The New Christians

Same Sex Marriage Blogalogue: Prolegomena 2 - The Limits of Blogging

Sunday November 16, 2008

I'm a real fan of the blogging medium, and I'm actually becoming more so.  But I think it's only one medium in a panoply of media that help us to engage an issue like same sex marriage.  Blogs are good, and I have great hopes for my blogalogue with Rod, but I also hope that all of our readers will also read long-form essays and articles, books, shorter op-eds, even Tweets.

An example comes from my last post.  Almost immediately after posting it, I received a couple emails from friends asking what exactly I meant in titling it, It's "Not About Me."  What I meant is this: One the one hand, I'm not gay, so I necessarily don't feel the passion about this issue that gay, lesbian, bisexual and transgendered persons do.

On the other hand, I'm not a social scientist.  I won't be reporting on my blog in some sterile, forensic fashion about research that says our society will be quantitatively better if same sex marriage is legalized.  If that were the case, I could throw my hands in the air and say that the research isn't my opinion, it's just what the research says.

But that's not the case.  Instead, I'm somewhere in the middle.  Rod and I, I'm sure, will both bring research to bear on the blogalogue, and we'll use data to support our viewpoints.  But, in the end, we're not scientists, and we're not gay.  We're opinionators.  I'm not ashamed of that fact -- I'm just trying to call it what it is.

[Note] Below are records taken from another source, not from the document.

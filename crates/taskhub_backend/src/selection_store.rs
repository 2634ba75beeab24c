use anyhow::Context as _;
use rusqlite::{Connection, OptionalExtension as _, params};
use std::path::{Path, PathBuf};
use std::sync::Mutex;
use taskhub_domain::SelectionStoreService;

const LATEST_SCHEMA_VERSION: u32 = 1;
const SELECTED_WORKSPACE_KEY: &str = "workspace";

const MIGRATIONS: &[(u32, &str)] = &[(
    1,
    include_str!(concat!(
        env!("CARGO_MANIFEST_DIR"),
        "/migrations/0001_init.sql"
    )),
)];

/// Durable key-value store for client-side settings, currently holding the
/// last-selected workspace record under a fixed key.
pub struct SqliteSelectionStore {
    conn: Mutex<Connection>,
}

impl SqliteSelectionStore {
    pub fn open(path: &Path) -> anyhow::Result<Self> {
        if let Some(parent) = path.parent() {
            std::fs::create_dir_all(parent)
                .with_context(|| format!("failed to create {}", parent.display()))?;
        }
        let conn = Connection::open(path)
            .with_context(|| format!("failed to open {}", path.display()))?;
        apply_migrations(&conn)?;
        Ok(Self {
            conn: Mutex::new(conn),
        })
    }

    pub fn open_default() -> anyhow::Result<Self> {
        Self::open(&default_db_path()?)
    }
}

fn default_db_path() -> anyhow::Result<PathBuf> {
    if let Some(dir) = std::env::var_os("TASKHUB_DATA_DIR") {
        return Ok(PathBuf::from(dir).join("client.sqlite3"));
    }
    let home = std::env::var_os("HOME").context("HOME is not set")?;
    Ok(PathBuf::from(home).join(".taskhub").join("client.sqlite3"))
}

fn apply_migrations(conn: &Connection) -> anyhow::Result<()> {
    let version: u32 = conn
        .pragma_query_value(None, "user_version", |row| row.get(0))
        .context("failed to read schema version")?;

    if version > LATEST_SCHEMA_VERSION {
        anyhow::bail!("client settings db is newer than this build ({version})");
    }

    for (target, sql) in MIGRATIONS {
        if *target > version {
            conn.execute_batch(sql)
                .with_context(|| format!("failed to apply migration {target}"))?;
            conn.pragma_update(None, "user_version", target)
                .with_context(|| format!("failed to record migration {target}"))?;
        }
    }
    Ok(())
}

impl SelectionStoreService for SqliteSelectionStore {
    fn read_selection(&self) -> Result<Option<String>, String> {
        let conn = self
            .conn
            .lock()
            .map_err(|_| "selection store lock poisoned".to_owned())?;
        conn.query_row(
            "SELECT value FROM client_settings WHERE key = ?1",
            params![SELECTED_WORKSPACE_KEY],
            |row| row.get(0),
        )
        .optional()
        .map_err(|err| format!("failed to read persisted selection: {err}"))
    }

    fn write_selection(&self, raw: String) -> Result<(), String> {
        let conn = self
            .conn
            .lock()
            .map_err(|_| "selection store lock poisoned".to_owned())?;
        conn.execute(
            "INSERT INTO client_settings (key, value) VALUES (?1, ?2)
             ON CONFLICT(key) DO UPDATE SET value = excluded.value",
            params![SELECTED_WORKSPACE_KEY, raw],
        )
        .map_err(|err| format!("failed to write persisted selection: {err}"))?;
        Ok(())
    }
}
use crate::state::WORKSPACES_SEGMENT;
use crate::{RouteKind, RouteState, WorkspaceId};

const WORKSPACE_ID_QUERY_PARAM: &str = "workspaceId";

/// Computes the client-side navigation target for a newly decided workspace.
///
/// On a workspace-scoped route the workspace id path segment is replaced in
/// place; everything else, including the query string, passes through. On a
/// generic route the path is kept and the `workspaceId` query parameter is
/// set or replaced, preserving all other parameters and their order.
pub fn navigation_target(route: &RouteState, workspace_id: &WorkspaceId) -> String {
    match route.kind() {
        RouteKind::WorkspaceScoped => scoped_target(route, workspace_id),
        RouteKind::Generic => generic_target(route, workspace_id),
    }
}

fn scoped_target(route: &RouteState, workspace_id: &WorkspaceId) -> String {
    let mut segments = route.path_segments();
    debug_assert_eq!(segments.first(), Some(&WORKSPACES_SEGMENT));
    if segments.len() >= 2 {
        segments[1] = workspace_id.as_str();
    } else {
        segments.push(workspace_id.as_str());
    }
    render(&format!("/{}", segments.join("/")), route.query())
}

fn generic_target(route: &RouteState, workspace_id: &WorkspaceId) -> String {
    let mut query = route.query().to_vec();
    match query
        .iter_mut()
        .find(|(key, _)| key == WORKSPACE_ID_QUERY_PARAM)
    {
        Some((_, value)) => *value = workspace_id.as_str().to_owned(),
        None => query.push((
            WORKSPACE_ID_QUERY_PARAM.to_owned(),
            workspace_id.as_str().to_owned(),
        )),
    }
    render(route.path(), &query)
}

fn render(path: &str, query: &[(String, String)]) -> String {
    if query.is_empty() {
        return path.to_owned();
    }
    let pairs = query
        .iter()
        .map(|(key, value)| format!("{key}={value}"))
        .collect::<Vec<_>>()
        .join("&");
    format!("{path}?{pairs}")
}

So I tried to communicate that on the last post, and I failed in some sense.

blogging_monkeys.jpg

Which exemplifies the shortcomings of the blogging medium.  In fact, the medium is so limited that some of my friends have warned me not to enter into a blog-based dialogue on such a sensitive.  They fear that I'll be misunderstood and misinterpreted, that a blog cannot communicate the nuance and complexities necessary to this topic, and that the comment section will become a verbally violent place.  And they may be right in all of those concerns.

But every medium has limitations -- just look at the "news" that passes for the major network newscasts.  So I endeavor to do two things as I enter into this blogalogue.  First, acknowledge the limits of a blogalogue.  We won't solve this issue; and it's unlikely that we'll write anything that hasn't been written before.  But maybe we'll shed light on some things, and hopefully we'll dialogue in a way that will provoke further dialogue in the comment sections, at coffee shops, over dinner tables, and at church committee meetings.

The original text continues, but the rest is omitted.